May 11, 2026
Post TTLC 2026: Dr. Patel asks how the next step differs based on whether the patient received osimertinib monotherapy, FLAURA2, or MARIPOSA, and how progression pattern, CNS involvement, and re-biopsy guide decisions, including which patients should get stereotactic body radiation therapy (SBRT) and which need a histologic diagnosis to rule out small cell transformation.
Dr. Doroshow describes a tiered approach. For clear, slow oligoprogression in a patient unwilling to undergo re-biopsy, she uses radiation, working with a radiation oncology colleague well-versed in systemic options. Multifocal, significant, or rapid progression should prompt repeat biopsy. Patients with baseline TP53 and RB1 co-mutations are at extremely high risk for small cell transformation and should always be re-biopsied. She stresses CNS protection on osimertinib.
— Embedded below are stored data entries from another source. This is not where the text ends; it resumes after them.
use serde::{Deserialize, Serialize};

use super::{ConfigRejection, RawPtzConfig};

/// Serial device nodes must live under this namespace
pub const DEVICE_PATH_PREFIX: &str = "/dev/";

/// Name of the only supported control protocol, matched case-insensitively
pub const PELCO_PROTOCOL_NAME: &str = "PELCO";

/// PTZ control protocols understood by this crate
#[derive(Debug, Clone, Copy, PartialEq, Eq, Hash, Serialize, Deserialize)]
pub enum Protocol {
    Pelco,
}

impl Protocol {
    pub fn from_name(name: &str) -> Option<Self> {
        if name.eq_ignore_ascii_case(PELCO_PROTOCOL_NAME) {
            Some(Protocol::Pelco)
        } else {
            None
        }
    }
}

/// Line rates a PTZ link may be configured with
#[derive(Debug, Clone, Copy, PartialEq, Eq, Hash, Serialize, Deserialize)]
pub enum BaudRate {
    B50,
    B75,
    B110,
    B134,
    B150,
    B200,
    B300,
    B600,
    B1200,
    B1800,
    B2400,
    B9600,
    B19200,
    B38400,
}

impl BaudRate {
    pub const ALL: [BaudRate; 14] = [
        BaudRate::B50,
        BaudRate::B75,
        BaudRate::B110,
        BaudRate::B134,
        BaudRate::B150,
        BaudRate::B200,
        BaudRate::B300,
        BaudRate::B600,
        BaudRate::B1200,
        BaudRate::B1800,
        BaudRate::B2400,
        BaudRate::B9600,
        BaudRate::B19200,
        BaudRate::B38400,
    ];

    pub fn from_u32(rate: u32) -> Option<Self> {
        Self::ALL.into_iter().find(|b| b.as_u32() == rate)
    }

    pub fn as_u32(self) -> u32 {
        match self {
            BaudRate::B50 => 50,
            BaudRate::B75 => 75,
            BaudRate::B110 => 110,
            BaudRate::B134 => 134,
            BaudRate::B150 => 150,
            BaudRate::B200 => 200,
            BaudRate::B300 => 300,
            BaudRate::B600 => 600,
            BaudRate::B1200 => 1200,
            BaudRate::B1800 => 1800,
            BaudRate::B2400 => 2400,
            BaudRate::B9600 => 9600,
            BaudRate::B19200 => 19200,
            BaudRate::B38400 => 38400,
        }
    }
}

#[derive(Debug, Clone, Copy, PartialEq, Eq, Hash, Serialize, Deserialize)]
pub enum DataBits {
    Five,
    Six,
    Seven,
    Eight,
}

impl DataBits {
    pub fn from_u8(bits: u8) -> Option<Self> {
        match bits {
            5 => Some(DataBits::Five),
            6 => Some(DataBits::Six),
            7 => Some(DataBits::Seven),
            8 => Some(DataBits::Eight),
            _ => None,
        }
    }

    pub fn as_u8(self) -> u8 {
        match self {
            DataBits::Five => 5,
            DataBits::Six => 6,
            DataBits::Seven => 7,
            DataBits::Eight => 8,
        }
    }
}

#[derive(Debug, Clone, Copy, PartialEq, Eq, Hash, Serialize, Deserialize)]
pub enum Parity {
    None,
    Even,
    Odd,
}

impl Parity {
    /// Map a parity character ('n', 'e' or 'o', any case)
    pub fn from_char(c: char) -> Option<Self> {
        match c.to_ascii_lowercase() {
            'n' => Some(Parity::None),
            'e' => Some(Parity::Even),
            'o' => Some(Parity::Odd),
            _ => None,
        }
    }

    pub fn as_char(self) -> char {
        match self {
            Parity::None => 'n',
            Parity::Even => 'e',
            Parity::Odd => 'o',
        }
    }
}

#[derive(Debug, Clone, Copy, PartialEq, Eq, Hash, Serialize, Deserialize)]
pub enum StopBits {
    One,
    Two,
}

impl StopBits {
    pub fn from_u8(bits: u8) -> Option<Self> {
        match bits {
            1 => Some(StopBits::One),
            2 => Some(StopBits::Two),
            _ => None,
        }
    }

    pub fn as_u8(self) -> u8 {
        match self {
            StopBits::One => 1,
            StopBits::Two => 2,
        }
    }
}

/// Validated PTZ link parameters for one camera.
///
/// Fields are private: a value only exists if every setting maps onto a
/// supported serial configuration, and it is never edited in place.
#[derive(Debug, Clone, PartialEq, Eq, Serialize)]
pub struct PtzLinkConfig {
    device_path: String,
    protocol: Protocol,
    address: u8,
    baud_rate: BaudRate,
    data_bits: DataBits,
    parity: Parity,
    stop_bits: StopBits,
}

impl PtzLinkConfig {
    /// Validate raw configuration values, reporting why they were declined
    pub fn from_raw(raw: &RawPtzConfig) -> Result<Self, ConfigRejection> {
        let device_path = raw
            .device_path
            .as_deref()
            .ok_or(ConfigRejection::MissingDevicePath)?;
        if !has_device_prefix(device_path) {
            return Err(ConfigRejection::NotASerialDevice(device_path.to_string()));
        }

        let protocol_name = raw
            .protocol_name
            .as_deref()
            .ok_or(ConfigRejection::MissingProtocol)?;
        let protocol = Protocol::from_name(protocol_name)
            .ok_or_else(|| ConfigRejection::UnsupportedProtocol(protocol_name.to_string()))?;

        let params = raw
            .serial_params
            .as_deref()
            .ok_or(ConfigRejection::MissingSerialParams)?;
        let fields = SerialFields::parse(params)?;

        let baud_rate = BaudRate::from_u32(fields.baud)
            .ok_or(ConfigRejection::UnsupportedBaudRate(fields.baud))?;
        let data_bits = u8::try_from(fields.data_bits)
            .ok()
            .and_then(DataBits::from_u8)
            .ok_or(ConfigRejection::InvalidDataBits(fields.data_bits))?;
        let parity =
            Parity::from_char(fields.parity).ok_or(ConfigRejection::InvalidParity(fields.parity))?;
        let stop_bits = u8::try_from(fields.stop_bits)
            .ok()
            .and_then(StopBits::from_u8)
            .ok_or(ConfigRejection::InvalidStopBits(fields.stop_bits))?;
        let address = u8::try_from(fields.address)
            .map_err(|_| ConfigRejection::AddressOutOfRange(fields.address))?;

        Ok(Self {
            device_path: device_path.to_string(),
            protocol,
            address,
            baud_rate,
            data_bits,
            parity,
            stop_bits,
        })
    }

    pub fn device_path(&self) -> &str {
        &self.device_path
    }

    pub fn protocol(&self) -> Protocol {
        self.protocol
    }

    pub fn address(&self) -> u8 {
        self.address
    }

    pub fn baud_rate(&self) -> BaudRate {
        self.baud_rate
    }

    pub fn data_bits(&self) -> DataBits {
        self.data_bits
    }

    pub fn parity(&self) -> Parity {
        self.parity
    }

    pub fn stop_bits(&self) -> StopBits {
        self.stop_bits
    }

    /// Render the settings back into the `addr,baud,databits,parity,stopbits` form
    pub fn serial_params(&self) -> String {
        format!(
            "{},{},{},{},{}",
            self.address,
            self.baud_rate.as_u32(),
            self.data_bits.as_u8(),
            self.parity.as_char(),
            self.stop_bits.as_u8()
        )
    }
}

/// Validate raw configuration for a camera.
///
/// `None` means PTZ is not in use for the device. Invalid values are not an
/// error here, they simply leave the camera without PTZ control.
pub fn validate_ptz_config(raw: &RawPtzConfig) -> Option<PtzLinkConfig> {
    match PtzLinkConfig::from_raw(raw) {
        Ok(config) => {
            log::info!(
                "PTZ enabled on {} ({:?}, {})",
                config.device_path(),
                config.protocol(),
                config.serial_params()
            );
            Some(config)
        }
        Err(reason) => {
            log::debug!("PTZ disabled: {}", reason);
            None
        }
    }
}

fn has_device_prefix(path: &str) -> bool {
    path.get(..DEVICE_PATH_PREFIX.len())
        .map(|head| head.eq_ignore_ascii_case(DEVICE_PATH_PREFIX))
        .unwrap_or(false)
}

/// The five comma separated fields of a serial parameter string, before range checks
struct SerialFields {
    address: i64,
    baud: u32,
    data_bits: i64,
    parity: char,
    stop_bits: i64,
}

impl SerialFields {
    // Format: addr,baud,databits,parity,stopbits
    fn parse(params: &str) -> Result<Self, ConfigRejection> {
        let malformed = || ConfigRejection::MalformedSerialParams(params.to_string());

        let parts: Vec<&str> = params.split(',').map(str::trim).collect();
        let [address, baud, data_bits, parity, stop_bits] = parts.as_slice() else {
            return Err(malformed());
        };

        let mut parity_chars = parity.chars();
        let parity = match (parity_chars.next(), parity_chars.next()) {
            (Some(c), None) => c,
            _ => return Err(malformed()),
        };

        Ok(Self {
            address: address.parse().map_err(|_| malformed())?,
            baud: baud.parse().map_err(|_| malformed())?,
            data_bits: data_bits.parse().map_err(|_| malformed())?,
            parity,
            stop_bits: stop_bits.parse().map_err(|_| malformed())?,
        })
    }
}

#[cfg(test)]
mod tests {
    use super::*;

    fn raw(path: &str, proto: &str, params: &str) -> RawPtzConfig {
        RawPtzConfig {
            device_path: Some(path.to_string()),
            protocol_name: Some(proto.to_string()),
            serial_params: Some(params.to_string()),
        }
    }

    #[test]
    fn test_accepts_reference_config() {
        let config = validate_ptz_config(&raw("/dev/ttyS0", "PELCO", "5,9600,8,n,1"))
            .expect("config should be accepted");
        assert_eq!(config.device_path(), "/dev/ttyS0");
        assert_eq!(config.protocol(), Protocol::Pelco);
        assert_eq!(config.address(), 5);
        assert_eq!(config.baud_rate(), BaudRate::B9600);
        assert_eq!(config.data_bits(), DataBits::Eight);
        assert_eq!(config.parity(), Parity::None);
        assert_eq!(config.stop_bits(), StopBits::One);
        assert_eq!(config.serial_params(), "5,9600,8,n,1");
    }

    #[test]
    fn test_protocol_and_prefix_are_case_insensitive() {
        let config = PtzLinkConfig::from_raw(&raw("/DEV/ttyUSB0", "pelco", "0,2400,7,E,2"))
            .expect("config should be accepted");
        assert_eq!(config.parity(), Parity::Even);
        assert_eq!(config.stop_bits(), StopBits::Two);
    }

    #[test]
    fn test_missing_fields_disable_ptz() {
        let mut cfg = raw("/dev/ttyS0", "PELCO", "5,9600,8,n,1");
        cfg.device_path = None;
        assert!(matches!(PtzLinkConfig::from_raw(&cfg), Err(ConfigRejection::MissingDevicePath)));

        let mut cfg = raw("/dev/ttyS0", "PELCO", "5,9600,8,n,1");
        cfg.protocol_name = None;
        assert!(matches!(PtzLinkConfig::from_raw(&cfg), Err(ConfigRejection::MissingProtocol)));

        let mut cfg = raw("/dev/ttyS0", "PELCO", "5,9600,8,n,1");
        cfg.serial_params = None;
        assert!(matches!(PtzLinkConfig::from_raw(&cfg), Err(ConfigRejection::MissingSerialParams)));
    }

    #[test]
    fn test_rejects_paths_outside_dev() {
        let result = PtzLinkConfig::from_raw(&raw("/tmp/ttyS0", "PELCO", "5,9600,8,n,1"));
        assert!(matches!(result, Err(ConfigRejection::NotASerialDevice(_))));
        assert!(validate_ptz_config(&raw("/de", "PELCO", "5,9600,8,n,1")).is_none());
    }

    #[test]
    fn test_rejects_other_protocols() {
        let result = PtzLinkConfig::from_raw(&raw("/dev/ttyS0", "VISCA", "5,9600,8,n,1"));
        assert!(matches!(result, Err(ConfigRejection::UnsupportedProtocol(_))));
    }

    #[test]
    fn test_rejects_malformed_params() {
        let malformed = [
            "5,9600,8,n",
            "5,9600,8,n,1,0",
            "x,9600,8,n,1",
            "5,9600,8,no,1",
            "5,9600,8,,1",
            "",
        ];
        for params in malformed {
            let result = PtzLinkConfig::from_raw(&raw("/dev/ttyS0", "PELCO", params));
            assert!(
                matches!(result, Err(ConfigRejection::MalformedSerialParams(_))),
                "params {:?} should be malformed, got {:?}",
                params,
                result
            );
        }
    }

    #[test]
    fn test_rejects_out_of_domain_values() {
        let cases = [
            ("5,9601,8,n,1", "baud"),
            ("5,115200,8,n,1", "baud"),
            ("5,9600,9,n,1", "data bits"),
            ("5,9600,4,n,1", "data bits"),
            ("5,9600,8,m,1", "parity"),
            ("5,9600,8,n,3", "stop bits"),
            ("5,9600,8,n,0", "stop bits"),
            ("256,9600,8,n,1", "address"),
            ("-1,9600,8,n,1", "address"),
        ];
        for (params, what) in cases {
            assert!(
                validate_ptz_config(&raw("/dev/ttyS0", "PELCO", params)).is_none(),
                "invalid {} in {:?} should be rejected",
                what,
                params
            );
        }
    }

    #[test]
    fn test_every_supported_tuple_round_trips() {
        for baud in BaudRate::ALL {
            for bits in 5u8..=8 {
                for parity in ['n', 'e', 'o'] {
                    for stop in [1u8, 2] {
                        for addr in [0u16, 1, 127, 255] {
                            let params = format!(
                                "{},{},{},{},{}",
                                addr,
                                baud.as_u32(),
                                bits,
                                parity,
                                stop
                            );
                            let config =
                                PtzLinkConfig::from_raw(&raw("/dev/ttyS1", "Pelco", &params))
                                    .expect("supported tuple should validate");
                            assert_eq!(u16::from(config.address()), addr);
                            assert_eq!(config.baud_rate(), baud);
                            assert_eq!(config.data_bits().as_u8(), bits);
                            assert_eq!(config.parity().as_char(), parity);
                            assert_eq!(config.stop_bits().as_u8(), stop);
                            assert_eq!(config.serial_params(), params);
                        }
                    }
                }
            }
        }
    }

    #[test]
    fn test_fields_are_trimmed() {
        let config = validate_ptz_config(&raw("/dev/ttyS0", "PELCO", " 12, 19200 ,8, O ,1"))
            .expect("config should be accepted");
        assert_eq!(config.address(), 12);
        assert_eq!(config.parity(), Parity::Odd);
    }
}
Dr. Patel echoes that a baseline RB1 mutation combined with rapid growth — new lesions and a primary tumor that has doubled in size — should prompt work-up for small cell transformation. When transformation is confirmed, he continues osimertinib alongside cytotoxic chemotherapy rather than dropping the EGFR TKI. His rationale is that not all lesions transform simultaneously; the underlying disease remains clonal for EGFR, so removing targeted pressure risks losing control of the residual adenocarcinoma component. He draws an analogy to prostate cancer, where clinicians maintain hormonal suppression even after small cell transformation emerges.
On CNS surveillance, Dr. Patel obtains brain MRI with each CT scan, every 2 to 4 months. Dr. Doroshow notes NCCN guidance is limited for patients without a brain metastasis history, but she still surveils every 3 months in patients with prior brain metastases and every 3 to 6 months otherwise.